Aracataca is home to the Casa Museo García Márquez, the Casa del Telegrafista (where his father worked) and a monument to the author by the train station. In 2006, officials in Aracataca attempted to pass a referendum changing its name to just “Macondo.” After the referendum’s failure, a large banner hung on the main road welcoming the passing motorists to “Aracataca-Macondo: Nobel Land,” and many streets in the town were renamed after characters in his novels, only adding to the general resentment.
Days after García Márquez’s death, and despite competing and higher-profile services in Bogotá and Mexico City, a symbolic funeral began at the church of the author’s baptism and ended at the home of his maternal grandparents.
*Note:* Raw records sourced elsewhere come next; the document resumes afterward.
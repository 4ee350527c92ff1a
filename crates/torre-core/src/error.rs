//! Error taxonomy for tower operations.
//!
//! Refusals to release a flight are not errors; they travel as
//! [`DenyReason`](crate::eligibility::DenyReason) values in the success
//! channel. The variants here are hard failures that abort a command.

use std::path::PathBuf;

use chrono::NaiveDate;
use thiserror::Error;

use crate::models::QueueKind;

#[derive(Debug, Error)]
pub enum TorreError {
    /// A required registry file is missing or unreadable.
    #[error("required data file unavailable: {}", .path.display())]
    DataUnavailable { path: PathBuf },

    /// Import precheck: every missing registry file, in one message.
    #[error("required data files missing: {}", join_paths(.paths))]
    MissingRegistries { paths: Vec<PathBuf> },

    /// A registry file exists but its structure cannot be used.
    #[error("invalid registry {}: {}", .path.display(), .detail)]
    InvalidRegistry { path: PathBuf, detail: String },

    #[error("flight {flight_id} not found in the flight plan registry")]
    PlanNotFound { flight_id: String },

    #[error("flight {flight_id} is already queued")]
    AlreadyQueued { flight_id: String },

    /// Store-level guard for the cross-queue uniqueness invariant.
    #[error("flight {flight_id} is already present in a queue")]
    DuplicateEntry { flight_id: String },

    #[error("flight {flight_id} is not in the {queue} queue")]
    NotFound { flight_id: String, queue: QueueKind },

    #[error("no pilot in the roster is rated for aircraft type {aircraft_type}")]
    NoQualifiedPilot { aircraft_type: String },

    #[error("pilot {pilot_id} certification expired on {expires_on}")]
    ExpiredCertification { pilot_id: String, expires_on: NaiveDate },

    /// A lock was poisoned by a panic in an earlier operation.
    #[error("internal state lock poisoned")]
    StatePoisoned,

    #[error(transparent)]
    Io(#[from] std::io::Error),
}

fn join_paths(paths: &[PathBuf]) -> String {
    paths
        .iter()
        .map(|p| p.display().to_string())
        .collect::<Vec<_>>()
        .join(", ")
}
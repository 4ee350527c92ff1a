//! Advisory (NOTAM-style) notice parsing.

use std::path::Path;
use std::sync::OnceLock;

use regex::Regex;
use tracing::warn;

use torre_core::{Advisory, AdvisoryKind, TimeWindow, TorreError};

use super::{parse_hhmm, read_registry};

/// Runway closure notice: `PISTA <id> FECHADA HH:MM-HH:MM <free text>`.
fn closure_pattern() -> &'static Regex {
    static PATTERN: OnceLock<Regex> = OnceLock::new();
    PATTERN.get_or_init(|| Regex::new(r"^PISTA (\S+) FECHADA (\d{2}:\d{2})-(\d{2}:\d{2})").unwrap())
}

/// Any other notice carrying a window: `<text> HH:MM-HH:MM`.
fn windowed_pattern() -> &'static Regex {
    static PATTERN: OnceLock<Regex> = OnceLock::new();
    PATTERN.get_or_init(|| Regex::new(r"^(.*) (\d{2}:\d{2})-(\d{2}:\d{2})").unwrap())
}

/// Load advisories. A missing file means no advisories, not a failure;
/// the import precheck is where absence gets flagged.
pub fn load_advisories(path: &Path) -> Result<Vec<Advisory>, TorreError> {
    let text = match read_registry(path) {
        Ok(text) => text,
        Err(TorreError::DataUnavailable { .. }) => return Ok(Vec::new()),
        Err(err) => return Err(err),
    };

    let mut advisories: Vec<Advisory> = Vec::new();
    for (i, raw) in text.lines().enumerate() {
        let line = raw.trim();
        if line.is_empty() {
            continue;
        }
        let advisory = if let Some(captures) = closure_pattern().captures(line) {
            Advisory {
                kind: AdvisoryKind::RunwayClosure {
                    runway_id: captures[1].to_string(),
                },
                window: parse_window(&captures[2], &captures[3], path, i + 1),
                raw: line.to_string(),
            }
        } else if let Some(captures) = windowed_pattern().captures(line) {
            Advisory {
                kind: AdvisoryKind::General,
                window: parse_window(&captures[2], &captures[3], path, i + 1),
                raw: line.to_string(),
            }
        } else {
            Advisory {
                kind: AdvisoryKind::General,
                window: None,
                raw: line.to_string(),
            }
        };
        advisories.push(advisory);
    }
    Ok(advisories)
}

fn parse_window(start: &str, end: &str, path: &Path, line: usize) -> Option<TimeWindow> {
    match (parse_hhmm(start), parse_hhmm(end)) {
        (Some(start), Some(end)) => Some(TimeWindow { start, end }),
        _ => {
            warn!(
                path = %path.display(),
                line,
                "advisory window has an invalid time; keeping the notice without a window"
            );
            None
        }
    }
}
//! Flight plan listing: sort orders and the console table.

use std::cmp::Reverse;
use std::fmt::Write as _;

use torre_core::{FlightCategory, FlightPlan};

/// Sort orders offered by the listing command.
#[derive(Debug, Clone, Copy, PartialEq, Eq)]
pub enum ListOrder {
    FlightId,
    DepartureTime,
    /// Emergencies, then commercial, then cargo; priority and ETD break ties.
    Category,
    /// Emergencies first regardless of value, then priority descending.
    Priority,
}

pub fn sort_plans(plans: &mut [FlightPlan], order: ListOrder) {
    match order {
        ListOrder::FlightId => plans.sort_by(|a, b| a.flight_id.cmp(&b.flight_id)),
        ListOrder::DepartureTime => plans.sort_by_key(|p| p.departure_time),
        ListOrder::Category => {
            plans.sort_by_key(|p| (p.category.rank(), Reverse(p.priority), p.departure_time))
        }
        ListOrder::Priority => plans.sort_by_key(|p| {
            (
                p.category != FlightCategory::Emergency,
                Reverse(p.priority),
                p.departure_time,
            )
        }),
    }
}

const HEADERS: [&str; 9] = [
    "FLIGHT", "ORIGIN", "DEST", "ETD", "ETA", "AIRCRAFT", "CATEGORY", "PRIO", "RUNWAY",
];

/// Render plans as an aligned text table, headers included.
pub fn render_plans_table(plans: &[FlightPlan]) -> String {
    let rows: Vec<[String; 9]> = plans
        .iter()
        .map(|p| {
            [
                p.flight_id.clone(),
                p.origin.clone(),
                p.destination.clone(),
                p.departure_time.format("%H:%M").to_string(),
                p.arrival_time.format("%H:%M").to_string(),
                p.aircraft_type.clone(),
                p.category.as_str().to_string(),
                p.priority.to_string(),
                p.preferred_runway.clone(),
            ]
        })
        .collect();

    let mut widths: [usize; 9] = HEADERS.map(str::len);
    for row in &rows {
        for (width, cell) in widths.iter_mut().zip(row.iter()) {
            *width = (*width).max(cell.len());
        }
    }

    let mut out = String::new();
    write_row(&mut out, &HEADERS.map(String::from), &widths);
    let total: usize = widths.iter().sum::<usize>() + 2 * (widths.len() - 1);
    let _ = writeln!(out, "{}", "-".repeat(total));
    for row in &rows {
        write_row(&mut out, row, &widths);
    }
    out
}

fn write_row(out: &mut String, cells: &[String; 9], widths: &[usize; 9]) {
    let line = cells
        .iter()
        .zip(widths.iter())
        .map(|(cell, width)| format!("{cell:<width$}"))
        .collect::<Vec<_>>()
        .join("  ");
    let _ = writeln!(out, "{}", line.trim_end());
}
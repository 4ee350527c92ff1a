//! Operational thresholds for release decisions.

use serde::{Deserialize, Serialize};

/// Configuration for release rules.
#[derive(Debug, Clone, Serialize, Deserialize)]
pub struct ReleaseRules {
    /// Visibility below this value (km) limits the field to one release per window
    pub low_visibility_km: u32,
    /// Trailing window for the low-visibility limit (minutes)
    pub low_visibility_window_min: i64,
}

impl Default for ReleaseRules {
    fn default() -> Self {
        Self {
            low_visibility_km: 6,
            low_visibility_window_min: 10,
        }
    }
}
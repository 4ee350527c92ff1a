//! File-backed queue persistence.
//!
//! Each queue lives in one semicolon-separated file under the data
//! directory. The full queue is rewritten after every mutation, so the
//! on-disk order always matches the in-memory order.

use std::fmt::Write as _;
use std::io;
use std::path::{Path, PathBuf};

use tracing::warn;

use torre_core::{contains_flight, sort_entries, QueueEntry, QueueKind, TorreError};

use crate::config::Config;

const FIELD_SEPARATOR: char = ';';

#[derive(Debug)]
pub struct QueueStore {
    departure_path: PathBuf,
    arrival_path: PathBuf,
    departure: Vec<QueueEntry>,
    arrival: Vec<QueueEntry>,
}

impl QueueStore {
    /// Open both queues. Missing files mean empty queues.
    pub fn open(config: &Config) -> Result<Self, TorreError> {
        let departure_path = config.queue_path(QueueKind::Departure);
        let arrival_path = config.queue_path(QueueKind::Arrival);
        let departure = load_entries(&departure_path, QueueKind::Departure)?;
        let arrival = load_entries(&arrival_path, QueueKind::Arrival)?;
        Ok(Self {
            departure_path,
            arrival_path,
            departure,
            arrival,
        })
    }

    pub fn entries(&self, kind: QueueKind) -> &[QueueEntry] {
        match kind {
            QueueKind::Departure => &self.departure,
            QueueKind::Arrival => &self.arrival,
        }
    }

    pub fn len(&self, kind: QueueKind) -> usize {
        self.entries(kind).len()
    }

    pub fn is_empty(&self, kind: QueueKind) -> bool {
        self.entries(kind).is_empty()
    }

    /// Whether the flight sits in either queue.
    pub fn contains(&self, flight_id: &str) -> bool {
        contains_flight(&self.departure, flight_id) || contains_flight(&self.arrival, flight_id)
    }

    /// Admit an entry to its queue, re-sort, and persist that queue.
    pub fn enqueue(&mut self, entry: QueueEntry) -> Result<(), TorreError> {
        if self.contains(&entry.flight_id) {
            return Err(TorreError::DuplicateEntry {
                flight_id: entry.flight_id,
            });
        }
        let kind = entry.kind;
        let queue = self.queue_mut(kind);
        queue.push(entry);
        sort_entries(queue);
        self.persist(kind)
    }

    /// Remove one flight from a queue and persist it.
    pub fn remove(&mut self, kind: QueueKind, flight_id: &str) -> Result<QueueEntry, TorreError> {
        let queue = self.queue_mut(kind);
        let position = queue
            .iter()
            .position(|e| e.flight_id == flight_id)
            .ok_or_else(|| TorreError::NotFound {
                flight_id: flight_id.to_string(),
                queue: kind,
            })?;
        let entry = queue.remove(position);
        self.persist(kind)?;
        Ok(entry)
    }

    /// Empty both queues and truncate their files.
    pub fn clear(&mut self) -> Result<(), TorreError> {
        self.departure.clear();
        self.arrival.clear();
        self.persist(QueueKind::Departure)?;
        self.persist(QueueKind::Arrival)
    }

    fn queue_mut(&mut self, kind: QueueKind) -> &mut Vec<QueueEntry> {
        match kind {
            QueueKind::Departure => &mut self.departure,
            QueueKind::Arrival => &mut self.arrival,
        }
    }

    fn path(&self, kind: QueueKind) -> &Path {
        match kind {
            QueueKind::Departure => &self.departure_path,
            QueueKind::Arrival => &self.arrival_path,
        }
    }

    fn persist(&self, kind: QueueKind) -> Result<(), TorreError> {
        let mut out = String::new();
        for entry in self.entries(kind) {
            let _ = writeln!(
                out,
                "{id}{sep}{time}{sep}{priority}{sep}{runway}{sep}{kind}",
                id = entry.flight_id,
                time = entry.scheduled_time.format("%H:%M"),
                priority = entry.priority,
                runway = entry.preferred_runway,
                kind = entry.kind.as_str(),
                sep = FIELD_SEPARATOR,
            );
        }
        std::fs::write(self.path(kind), out)?;
        Ok(())
    }
}

/// Parse one queue file. The queue's own identity decides the entry kind;
/// the stored kind field is informational. Damaged time or priority fields
/// degrade to `00:00` and `0` so hand-edited files never lose entries.
fn load_entries(path: &Path, kind: QueueKind) -> Result<Vec<QueueEntry>, TorreError> {
    let text = match std::fs::read_to_string(path) {
        Ok(text) => text,
        Err(err) if err.kind() == io::ErrorKind::NotFound => return Ok(Vec::new()),
        Err(err) => return Err(err.into()),
    };

    let mut entries: Vec<QueueEntry> = Vec::new();
    for (i, raw) in text.lines().enumerate() {
        let line = raw.trim();
        if line.is_empty() {
            continue;
        }
        let mut fields = line.split(FIELD_SEPARATOR);
        let Some(flight_id) = fields.next().map(str::trim).filter(|id| !id.is_empty()) else {
            warn!(path = %path.display(), line = i + 1, "skipping queue line with no flight id");
            continue;
        };
        let scheduled_time = fields
            .next()
            .and_then(crate::registry::parse_hhmm)
            .unwrap_or_else(|| {
                warn!(
                    path = %path.display(),
                    line = i + 1,
                    flight = flight_id,
                    "queue entry has a bad time field; using 00:00"
                );
                chrono::NaiveTime::MIN
            });
        let priority = fields
            .next()
            .and_then(|p| p.trim().parse::<i32>().ok())
            .unwrap_or(0);
        let preferred_runway = fields.next().map(str::trim).unwrap_or("").to_string();
        entries.push(QueueEntry {
            flight_id: flight_id.to_string(),
            scheduled_time,
            priority,
            preferred_runway,
            kind,
        });
    }
    Ok(entries)
}

#[cfg(test)]
mod tests {
    use super::*;
    use chrono::NaiveTime;

    fn t(h: u32, m: u32) -> NaiveTime {
        NaiveTime::from_hms_opt(h, m, 0).unwrap()
    }

    fn entry(flight_id: &str, time: NaiveTime, priority: i32, kind: QueueKind) -> QueueEntry {
        QueueEntry {
            flight_id: flight_id.into(),
            scheduled_time: time,
            priority,
            preferred_runway: "10/28".into(),
            kind,
        }
    }

    fn store_in(dir: &tempfile::TempDir) -> (Config, QueueStore) {
        let config = Config::with_base_dir(dir.path());
        config.ensure_dirs().unwrap();
        let store = QueueStore::open(&config).unwrap();
        (config, store)
    }

    #[test]
    fn enqueue_sorts_and_survives_reopen() {
        let dir = tempfile::tempdir().unwrap();
        let (config, mut store) = store_in(&dir);

        store.enqueue(entry("AZ100", t(8, 30), 1, QueueKind::Departure)).unwrap();
        store.enqueue(entry("AZ200", t(7, 0), 1, QueueKind::Departure)).unwrap();
        store.enqueue(entry("EM999", t(9, 0), 9, QueueKind::Departure)).unwrap();

        let ids: Vec<_> = store
            .entries(QueueKind::Departure)
            .iter()
            .map(|e| e.flight_id.clone())
            .collect();
        assert_eq!(ids, ["EM999", "AZ200", "AZ100"]);

        let reopened = QueueStore::open(&config).unwrap();
        let ids: Vec<_> = reopened
            .entries(QueueKind::Departure)
            .iter()
            .map(|e| e.flight_id.clone())
            .collect();
        assert_eq!(ids, ["EM999", "AZ200", "AZ100"]);
        assert_eq!(reopened.entries(QueueKind::Departure)[0].priority, 9);
    }

    #[test]
    fn a_flight_cannot_sit_in_both_queues() {
        let dir = tempfile::tempdir().unwrap();
        let (_config, mut store) = store_in(&dir);

        store.enqueue(entry("AZ100", t(8, 30), 1, QueueKind::Departure)).unwrap();
        let err = store
            .enqueue(entry("AZ100", t(8, 30), 1, QueueKind::Arrival))
            .unwrap_err();
        assert!(matches!(err, TorreError::DuplicateEntry { .. }));
        assert!(store.is_empty(QueueKind::Arrival));
    }

    #[test]
    fn remove_returns_the_entry_and_rewrites_the_file() {
        let dir = tempfile::tempdir().unwrap();
        let (config, mut store) = store_in(&dir);

        store.enqueue(entry("AZ100", t(8, 30), 1, QueueKind::Arrival)).unwrap();
        store.enqueue(entry("AZ200", t(9, 0), 1, QueueKind::Arrival)).unwrap();

        let removed = store.remove(QueueKind::Arrival, "AZ100").unwrap();
        assert_eq!(removed.flight_id, "AZ100");
        assert_eq!(store.len(QueueKind::Arrival), 1);

        let text = std::fs::read_to_string(config.queue_path(QueueKind::Arrival)).unwrap();
        assert_eq!(text, "AZ200;09:00;1;10/28;arrival\n");

        let err = store.remove(QueueKind::Arrival, "AZ100").unwrap_err();
        assert!(matches!(err, TorreError::NotFound { .. }));
    }

    #[test]
    fn clear_truncates_both_files() {
        let dir = tempfile::tempdir().unwrap();
        let (config, mut store) = store_in(&dir);

        store.enqueue(entry("AZ100", t(8, 30), 1, QueueKind::Departure)).unwrap();
        store.enqueue(entry("AZ200", t(9, 0), 1, QueueKind::Arrival)).unwrap();
        store.clear().unwrap();

        assert!(store.is_empty(QueueKind::Departure));
        assert!(store.is_empty(QueueKind::Arrival));
        let text = std::fs::read_to_string(config.queue_path(QueueKind::Departure)).unwrap();
        assert!(text.is_empty());
    }

    #[test]
    fn damaged_fields_degrade_without_losing_entries() {
        let dir = tempfile::tempdir().unwrap();
        let config = Config::with_base_dir(dir.path());
        config.ensure_dirs().unwrap();
        std::fs::write(
            config.queue_path(QueueKind::Departure),
            "AZ100;not-a-time;high;10/28;departure\n;;;;\n",
        )
        .unwrap();

        let store = QueueStore::open(&config).unwrap();
        let entries = store.entries(QueueKind::Departure);
        assert_eq!(entries.len(), 1);
        assert_eq!(entries[0].flight_id, "AZ100");
        assert_eq!(entries[0].scheduled_time, NaiveTime::MIN);
        assert_eq!(entries[0].priority, 0);
    }
}
//! Release eligibility rules.
//!
//! A release decision looks at the runway first and the queue second.
//! Runway checks run in a fixed order (existence, declared status, active
//! closures, visibility) and the first failure wins. Candidate selection
//! then picks which queued flight takes the cleared runway.

use chrono::NaiveTime;

use crate::models::{
    Advisory, FlightCategory, FlightPlan, QueueEntry, RunwayState, RunwayStatus, WeatherSample,
};
use crate::rules::ReleaseRules;

/// Immutable bundle of operational facts captured for one decision.
///
/// The engine assembles a snapshot once per command; the rules below never
/// read clocks or files themselves.
#[derive(Debug, Clone)]
pub struct FactSnapshot {
    pub now: NaiveTime,
    pub runways: Vec<RunwayState>,
    /// Weather sample in effect at `now`, if any report exists.
    pub weather: Option<WeatherSample>,
    pub advisories: Vec<Advisory>,
    /// Releases already recorded inside the trailing low-visibility window.
    pub recent_releases: usize,
}

impl FactSnapshot {
    pub fn runway_status(&self, runway_id: &str) -> Option<RunwayStatus> {
        self.runways
            .iter()
            .find(|r| r.runway_id == runway_id)
            .map(|r| r.status)
    }

    /// Advisory currently closing `runway_id`, if any.
    pub fn blocking_advisory(&self, runway_id: &str) -> Option<&Advisory> {
        self.advisories
            .iter()
            .find(|a| a.blocks_runway(runway_id, self.now))
    }
}

/// Outcome of a runway eligibility check.
#[derive(Debug, Clone, PartialEq, Eq)]
pub enum Decision {
    Allow,
    Deny(DenyReason),
}

/// Why a release was refused. A refusal is a recorded outcome, not an error.
#[derive(Debug, Clone, PartialEq, Eq)]
pub enum DenyReason {
    UnknownRunway { runway_id: String },
    RunwayClosed { runway_id: String },
    AdvisoryBlock { advisory: String },
    LowVisibility { visibility_km: u32 },
}

impl DenyReason {
    /// Stable token recorded in audit lines and tallied in reports.
    pub fn code(&self) -> &'static str {
        match self {
            Self::UnknownRunway { .. } => "unknown_runway",
            Self::RunwayClosed { .. } => "runway_closed",
            Self::AdvisoryBlock { .. } => "advisory_block",
            Self::LowVisibility { .. } => "low_visibility",
        }
    }
}

impl std::fmt::Display for DenyReason {
    fn fmt(&self, f: &mut std::fmt::Formatter<'_>) -> std::fmt::Result {
        match self {
            Self::UnknownRunway { runway_id } => {
                write!(f, "runway {runway_id} is not listed in the runway registry")
            }
            Self::RunwayClosed { runway_id } => write!(f, "runway {runway_id} is closed"),
            Self::AdvisoryBlock { advisory } => {
                write!(f, "runway blocked by advisory: {advisory}")
            }
            Self::LowVisibility { visibility_km } => write!(
                f,
                "low visibility ({visibility_km} km): a release was already authorized in the current window"
            ),
        }
    }
}

/// Runway-level checks, in order: the runway must be listed, declared open,
/// free of active closure advisories, and clear of the low-visibility limit.
pub fn evaluate_runway(runway_id: &str, facts: &FactSnapshot, rules: &ReleaseRules) -> Decision {
    match facts.runway_status(runway_id) {
        None => {
            return Decision::Deny(DenyReason::UnknownRunway {
                runway_id: runway_id.to_string(),
            })
        }
        Some(RunwayStatus::Closed) => {
            return Decision::Deny(DenyReason::RunwayClosed {
                runway_id: runway_id.to_string(),
            })
        }
        Some(RunwayStatus::Open) => {}
    }

    if let Some(advisory) = facts.blocking_advisory(runway_id) {
        return Decision::Deny(DenyReason::AdvisoryBlock {
            advisory: advisory.raw.clone(),
        });
    }

    if let Some(vis) = facts.weather.as_ref().and_then(|w| w.visibility_km) {
        if vis < rules.low_visibility_km && facts.recent_releases > 0 {
            return Decision::Deny(DenyReason::LowVisibility { visibility_km: vis });
        }
    }

    Decision::Allow
}

/// Pick the entry to release from an ordered queue view.
///
/// Entries whose plan no longer resolves are skipped without blocking the
/// queue. A resolvable emergency wins over any earlier non-emergency entry;
/// otherwise the first resolvable entry wins.
pub fn select_candidate<'a>(
    entries: &'a [QueueEntry],
    plans: &'a [FlightPlan],
) -> Option<(&'a QueueEntry, &'a FlightPlan)> {
    let mut fallback = None;
    for entry in entries {
        let Some(plan) = plans.iter().find(|p| p.flight_id == entry.flight_id) else {
            continue;
        };
        if plan.category == FlightCategory::Emergency {
            return Some((entry, plan));
        }
        if fallback.is_none() {
            fallback = Some((entry, plan));
        }
    }
    fallback
}

#[cfg(test)]
mod tests {
    use super::*;
    use crate::models::QueueKind;

    fn t(h: u32, m: u32) -> NaiveTime {
        NaiveTime::from_hms_opt(h, m, 0).unwrap()
    }

    fn open_runway(id: &str) -> RunwayState {
        RunwayState { runway_id: id.into(), status: RunwayStatus::Open }
    }

    fn facts(now: NaiveTime) -> FactSnapshot {
        FactSnapshot {
            now,
            runways: vec![open_runway("10/28")],
            weather: None,
            advisories: vec![],
            recent_releases: 0,
        }
    }

    fn plan(flight_id: &str, category: FlightCategory, priority: i32) -> FlightPlan {
        FlightPlan {
            flight_id: flight_id.into(),
            origin: "GRU".into(),
            destination: "GIG".into(),
            departure_time: t(8, 0),
            arrival_time: t(9, 0),
            aircraft_type: "B737".into(),
            category,
            priority,
            preferred_runway: "10/28".into(),
        }
    }

    fn entry_for(plan: &FlightPlan) -> QueueEntry {
        QueueEntry::from_plan(plan, QueueKind::Departure)
    }

    #[test]
    fn unlisted_runway_is_denied() {
        let decision = evaluate_runway("99/99", &facts(t(10, 0)), &ReleaseRules::default());
        assert_eq!(
            decision,
            Decision::Deny(DenyReason::UnknownRunway { runway_id: "99/99".into() })
        );
    }

    #[test]
    fn closed_runway_is_denied() {
        let mut facts = facts(t(10, 0));
        facts.runways = vec![RunwayState {
            runway_id: "10/28".into(),
            status: RunwayStatus::Closed,
        }];
        let decision = evaluate_runway("10/28", &facts, &ReleaseRules::default());
        assert_eq!(
            decision,
            Decision::Deny(DenyReason::RunwayClosed { runway_id: "10/28".into() })
        );
    }

    #[test]
    fn active_closure_advisory_denies_inside_window_only() {
        let advisory = Advisory {
            kind: crate::models::AdvisoryKind::RunwayClosure { runway_id: "10/28".into() },
            window: Some(crate::models::TimeWindow { start: t(14, 0), end: t(16, 0) }),
            raw: "PISTA 10/28 FECHADA 14:00-16:00 MANUTENCAO".into(),
        };

        let mut blocked = facts(t(15, 0));
        blocked.advisories = vec![advisory.clone()];
        let decision = evaluate_runway("10/28", &blocked, &ReleaseRules::default());
        assert_eq!(
            decision,
            Decision::Deny(DenyReason::AdvisoryBlock { advisory: advisory.raw.clone() })
        );

        let mut clear = facts(t(17, 0));
        clear.advisories = vec![advisory];
        let decision = evaluate_runway("10/28", &clear, &ReleaseRules::default());
        assert_eq!(decision, Decision::Allow);
    }

    #[test]
    fn low_visibility_limits_to_one_release_per_window() {
        let sample = WeatherSample {
            time: t(10, 0),
            visibility_km: Some(4),
            raw: "10:00 METAR VIS 4KM".into(),
        };

        let mut first = facts(t(10, 5));
        first.weather = Some(sample.clone());
        assert_eq!(
            evaluate_runway("10/28", &first, &ReleaseRules::default()),
            Decision::Allow
        );

        let mut second = facts(t(10, 5));
        second.weather = Some(sample);
        second.recent_releases = 1;
        assert_eq!(
            evaluate_runway("10/28", &second, &ReleaseRules::default()),
            Decision::Deny(DenyReason::LowVisibility { visibility_km: 4 })
        );
    }

    #[test]
    fn good_visibility_ignores_recent_releases() {
        let mut facts = facts(t(10, 5));
        facts.weather = Some(WeatherSample {
            time: t(10, 0),
            visibility_km: Some(9),
            raw: "10:00 METAR VIS 9KM".into(),
        });
        facts.recent_releases = 3;
        assert_eq!(
            evaluate_runway("10/28", &facts, &ReleaseRules::default()),
            Decision::Allow
        );
    }

    #[test]
    fn report_without_visibility_group_imposes_no_limit() {
        let mut facts = facts(t(10, 5));
        facts.weather = Some(WeatherSample {
            time: t(10, 0),
            visibility_km: None,
            raw: "10:00 METAR CAVOK".into(),
        });
        facts.recent_releases = 2;
        assert_eq!(
            evaluate_runway("10/28", &facts, &ReleaseRules::default()),
            Decision::Allow
        );
    }

    #[test]
    fn emergency_preempts_earlier_higher_priority_entry() {
        let commercial = plan("AZ100", FlightCategory::Commercial, 9);
        let emergency = plan("AZ999", FlightCategory::Emergency, 1);
        let plans = vec![commercial.clone(), emergency.clone()];
        let entries = vec![entry_for(&commercial), entry_for(&emergency)];

        let (entry, plan) = select_candidate(&entries, &plans).unwrap();
        assert_eq!(entry.flight_id, "AZ999");
        assert_eq!(plan.category, FlightCategory::Emergency);
    }

    #[test]
    fn without_emergencies_the_first_entry_wins() {
        let a = plan("AZ100", FlightCategory::Commercial, 5);
        let b = plan("CG200", FlightCategory::Cargo, 3);
        let plans = vec![a.clone(), b.clone()];
        let entries = vec![entry_for(&a), entry_for(&b)];

        let (entry, _) = select_candidate(&entries, &plans).unwrap();
        assert_eq!(entry.flight_id, "AZ100");
    }

    #[test]
    fn entries_without_a_plan_are_skipped() {
        let known = plan("AZ100", FlightCategory::Commercial, 1);
        let ghost = plan("GH000", FlightCategory::Commercial, 9);
        let plans = vec![known.clone()];
        let entries = vec![entry_for(&ghost), entry_for(&known)];

        let (entry, _) = select_candidate(&entries, &plans).unwrap();
        assert_eq!(entry.flight_id, "AZ100");

        let orphans = vec![entry_for(&ghost)];
        assert!(select_candidate(&orphans, &plans).is_none());
        assert!(select_candidate(&[], &plans).is_none());
    }
}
“Many people turned out,” explained Wilmer Zapata, a 49-year-old store owner who, like many in Latin America, refers to the writer as Gabo. “There were dancers, musicians, singing children – I remember that some local politicians came out and there was a procession. But everyone knew Gabo hadn’t been here in [many] years. Everything was for the publicity, to generate interest in the museum.”
The museum, not surprisingly, has a story worthy of García Márquez.
Gabriel García Márquez lived in his maternal grandparents’ wooden house from his birth in 1927 until he left Aracataca with his parents in 1936. His grandfather died a year later and the house remained in the family, slowly falling into disrepair. Eventually, in the 1960s, the structure succumbed to dilapidation and fire. On its site a new house was built, then demolished in the early aughts to make way for the museum.
The buildings that exist now are modeled on details mined from his fiction, the collected letters of his mother and the recollections of what few of his childhood friends remain. The result is a mishmash of buildings anchored in magical realism and memory. Nothing in the compound is original to García Márquez (not even the color of the walls). Renovations cost $350,000, or about 1.1 billion Colombian pesos. The museum is beautiful, but it also stands in stark contrast to the rest of Aracataca. The buildings people visit memorialize that which never existed—a walk down a bougainvillea-lined hallway taken from a novel written a continent away by a man who hadn’t been back in his hometown since childhood.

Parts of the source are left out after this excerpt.